Une voix boisée, parsemée de quelques notes au piano s'estompant dans un vent de cymbales et de souffles de trompette. "Lulea's Sunset", le dernier des onze titres de l'album "Try!" s'ouvre sur de vastes espaces tracés par le son. Ce deuxième album du quartet d'Airelle Besson est né entre les deux confinements. Son écoute nous projette à mille lieues de cette période hivernale "particulière".
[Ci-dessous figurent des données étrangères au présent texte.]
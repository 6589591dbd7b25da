// Copyright 2025 eraflo
//
// Licensed under the Apache License, Version 2.0 (the "License");
// you may not use this file except in compliance with the License.
// You may obtain a copy of the License at
//
//     http://www.apache.org/licenses/LICENSE-2.0
//
// Unless required by applicable law or agreed to in writing, software
// distributed under the License is distributed on an "AS IS" BASIS,
// WITHOUT WARRANTIES OR CONDITIONS OF ANY KIND, either express or implied.
// See the License for the specific language governing permissions and
// limitations under the License.

//! The command list's record of what it has bound to the device.

use crate::rhi::common::{
    BackendHandle, PrimitiveTopology, ResourceId, ShaderStage, MAX_CONSTANT_BUFFER_SLOTS,
    MAX_SAMPLED_SLOTS, MAX_SAMPLER_SLOTS, MAX_STORAGE_SLOTS, MAX_VERTEX_BUFFER_SLOTS,
};
use crate::rhi::traits::{
    BlendBinding, DepthStencilBinding, IndexBufferBinding, RenderTargetBinding,
    VertexBufferBinding,
};

/// A storage view bound to a compute slot, with the resource it belongs to.
#[derive(Debug, Clone, Copy, PartialEq, Eq)]
pub struct StorageBinding {
    /// The view.
    pub view: BackendHandle,
    /// The texture or buffer the view belongs to.
    pub resource: ResourceId,
}

/// A snapshot of every slot the command list has set.
///
/// Capacities are the hardware-derived slot counts; indices outside them are
/// rejected by the command list before they reach the cache.
#[derive(Debug, Clone, PartialEq)]
pub struct BoundState {
    /// Input layout.
    pub input_layout: Option<BackendHandle>,
    /// Shader per stage, indexed by [`ShaderStage::index`].
    pub shaders: [Option<BackendHandle>; 3],
    /// Blend state with factor and mask.
    pub blend: BlendBinding,
    /// Depth-stencil state with stencil reference.
    pub depth_stencil: DepthStencilBinding,
    /// Rasterizer state.
    pub rasterizer: Option<BackendHandle>,
    /// Primitive topology.
    pub primitive_topology: PrimitiveTopology,
    /// Color and depth-stencil views.
    pub render_targets: RenderTargetBinding,
    /// Vertex buffer per input slot.
    pub vertex_buffers: [VertexBufferBinding; MAX_VERTEX_BUFFER_SLOTS],
    /// Index buffer.
    pub index_buffer: IndexBufferBinding,
    /// Constant buffers per stage and slot.
    pub constant_buffers: [[Option<BackendHandle>; MAX_CONSTANT_BUFFER_SLOTS]; 3],
    /// Samplers per stage and slot.
    pub samplers: [[Option<BackendHandle>; MAX_SAMPLER_SLOTS]; 3],
    /// Sampled views per stage and slot.
    pub sampled_views: [[Option<BackendHandle>; MAX_SAMPLED_SLOTS]; 3],
    /// Compute storage views.
    pub storage_views: [Option<StorageBinding>; MAX_STORAGE_SLOTS],
}

impl Default for BoundState {
    fn default() -> Self {
        Self {
            input_layout: None,
            shaders: [None; 3],
            blend: BlendBinding::default(),
            depth_stencil: DepthStencilBinding::default(),
            rasterizer: None,
            primitive_topology: PrimitiveTopology::Unknown,
            render_targets: RenderTargetBinding::default(),
            vertex_buffers: [VertexBufferBinding::default(); MAX_VERTEX_BUFFER_SLOTS],
            index_buffer: IndexBufferBinding::default(),
            constant_buffers: [[None; MAX_CONSTANT_BUFFER_SLOTS]; 3],
            samplers: [[None; MAX_SAMPLER_SLOTS]; 3],
            sampled_views: [[None; MAX_SAMPLED_SLOTS]; 3],
            storage_views: [None; MAX_STORAGE_SLOTS],
        }
    }
}

impl BoundState {
    /// Forgets everything.
    pub fn reset(&mut self) {
        *self = Self::default();
    }

    /// Shader bound to `stage`.
    pub fn shader(&self, stage: ShaderStage) -> Option<BackendHandle> {
        self.shaders[stage.index()]
    }

    /// Sampled view of `stage` at `slot`, `None` when out of range.
    pub fn sampled_view(&self, stage: ShaderStage, slot: usize) -> Option<BackendHandle> {
        self.sampled_views[stage.index()].get(slot).copied().flatten()
    }

    /// Storage view at `slot`, `None` when out of range.
    pub fn storage_view(&self, slot: usize) -> Option<BackendHandle> {
        self.storage_views
            .get(slot)
            .copied()
            .flatten()
            .map(|binding| binding.view)
    }

    /// `true` if any view of `resource` is bound for storage access.
    pub fn is_storage_bound(&self, resource: ResourceId) -> bool {
        self.storage_views
            .iter()
            .flatten()
            .any(|binding| binding.resource == resource)
    }

    /// Slots that currently hold a storage view.
    pub fn occupied_storage_slots(&self) -> impl Iterator<Item = usize> + '_ {
        self.storage_views
            .iter()
            .enumerate()
            .filter_map(|(slot, binding)| binding.map(|_| slot))
    }
}

#[cfg(test)]
mod tests {
    use super::*;

    fn handle(raw: u64) -> BackendHandle {
        BackendHandle::new(raw).unwrap()
    }

    #[test]
    fn storage_tracking() {
        let mut state = BoundState::default();
        let texture = ResourceId::next();
        state.storage_views[3] = Some(StorageBinding {
            view: handle(9),
            resource: texture,
        });
        assert!(state.is_storage_bound(texture));
        assert!(!state.is_storage_bound(ResourceId::next()));
        assert_eq!(state.occupied_storage_slots().collect::<Vec<_>>(), vec![3]);
        assert_eq!(state.storage_view(3), Some(handle(9)));
        assert_eq!(state.storage_view(99), None);
    }

    #[test]
    fn reset_empties_everything() {
        let mut state = BoundState::default();
        state.shaders[ShaderStage::Pixel.index()] = Some(handle(1));
        state.sampled_views[0][5] = Some(handle(2));
        state.primitive_topology = PrimitiveTopology::TriangleList;
        state.reset();
        assert_eq!(state, BoundState::default());
        assert_eq!(state.shader(ShaderStage::Pixel), None);
    }
}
En s'interrogeant sur le principe actif de ce puissant remède anti-stress, on se surprend à ralentir notre respiration, la calant sur la trompette d'Airelle Besson, la voix d'Isabel Sörling, le piano de Benjamin Moussay et la batterie de Fabrice Moreau. Une méditation active, en quelque sorte, qui n'est pas sans rapport avec la réflexion des quatre interprètes sur l'espace et le souffle, comme le précise Airelle Besson: "Fabrice Moreau aime dire que notre musique, on la respire et on la vit ensemble à quatre." De ce souffle commun naît le son unique de l'ensemble où les voix de la trompette et du chant s'entrelacent au point de brouiller les origines instrumentales.
Proche de la technique vocale
"Je me sens comme une chanteuse, quand je joue, dit Airelle Besson. La gestion de la colonne d'air, du diaphragme et toute la maîtrise de souffle s'apparentent à la technique vocale." C'est certainement là que se trouve l'origine du son aussi singulier de la trompettiste qui aime s'éloigner des timbres éclatants et incisifs de son instrument pour explorer d'autres registres sonores, à la manière d'une vocaliste.
La formation d'Airelle Besson passe à travers un double cursus classique et jazz en trompette auquel s'ajoute l'apprentissage du violon. Lauréate en 2015 des prix Django-Reinhardt de l’Académie du jazz et des Victoires du Jazz dans la catégorie "Révélation instrumentale française de l’année", elle joue aux côtés des grandes figures du jazz internationales dont Manu Katché, Rhoda Scott, Youn Sun Nah. Sans oublier une incursion pop auprès du groupe britannique Metronomy pour lequel elle signe les arrangements des cuivres sur "Love Letters". On la retrouve dans des dialogues poétiques avec le guitariste Nelson Veras sur l'album "Prélude" et sur les mélodies syncopées du merveilleux Quarteto Gardel où sa trompette se pare d'un voile nostalgique.
Enchaîner les concerts
Riche de ces collaborations, Airelle Besson forme en 2014 son quartet avec lequel elle explore de nouveaux espaces sonores. Lors des deux années qui suivent la sortie, en 2016, de son premier album "Radio One", le quartet enchaîne concerts et tournées. Mais après la naissance de sa fille, Airelle Besson s'arrête de jouer durant une année; une pause qui n'est pas sans conséquences sur la relation à son instrument. "Quand j'ai dû me remettre 'en selle', je ne savais plus trop comment recommencer. Un mois et demi avant un concert qu'on devait donner avec le quartet à la Philharmonie de Paris [en juin 2019], j'ai appelé le trompettiste Pierre Gillet, et j'ai suivi avec lui un entraînement draconien, comme une sportive, pour me réapproprier mon instrument."
En ramenant la discussion sur "Try!", Airelle Besson explique la signification de ce titre: "Avec la crise sanitaire, les choses ne se sont pas passées comme prévu. Avant l'enregistrement, en août 2020, on a eu peu de répétitions... On est entrés en studio sans connaître très bien les morceaux. Mais en même temps, on avait tellement envie de jouer qu'on s'est dit 'allez, on y va'. 'Try!' avec un point d'exclamation, c'était l'état d'esprit dans lequel on était à ce moment-là: essayons, et on verra ce qui vient."
Anya Leveillé/mh
"Try!", Airelle Besson (trompette), Isabel Sörling (chant), Benjamin Moussay (piano), Fabrice Moreau (batterie). Papillon Jaune/L’Autre Distribution.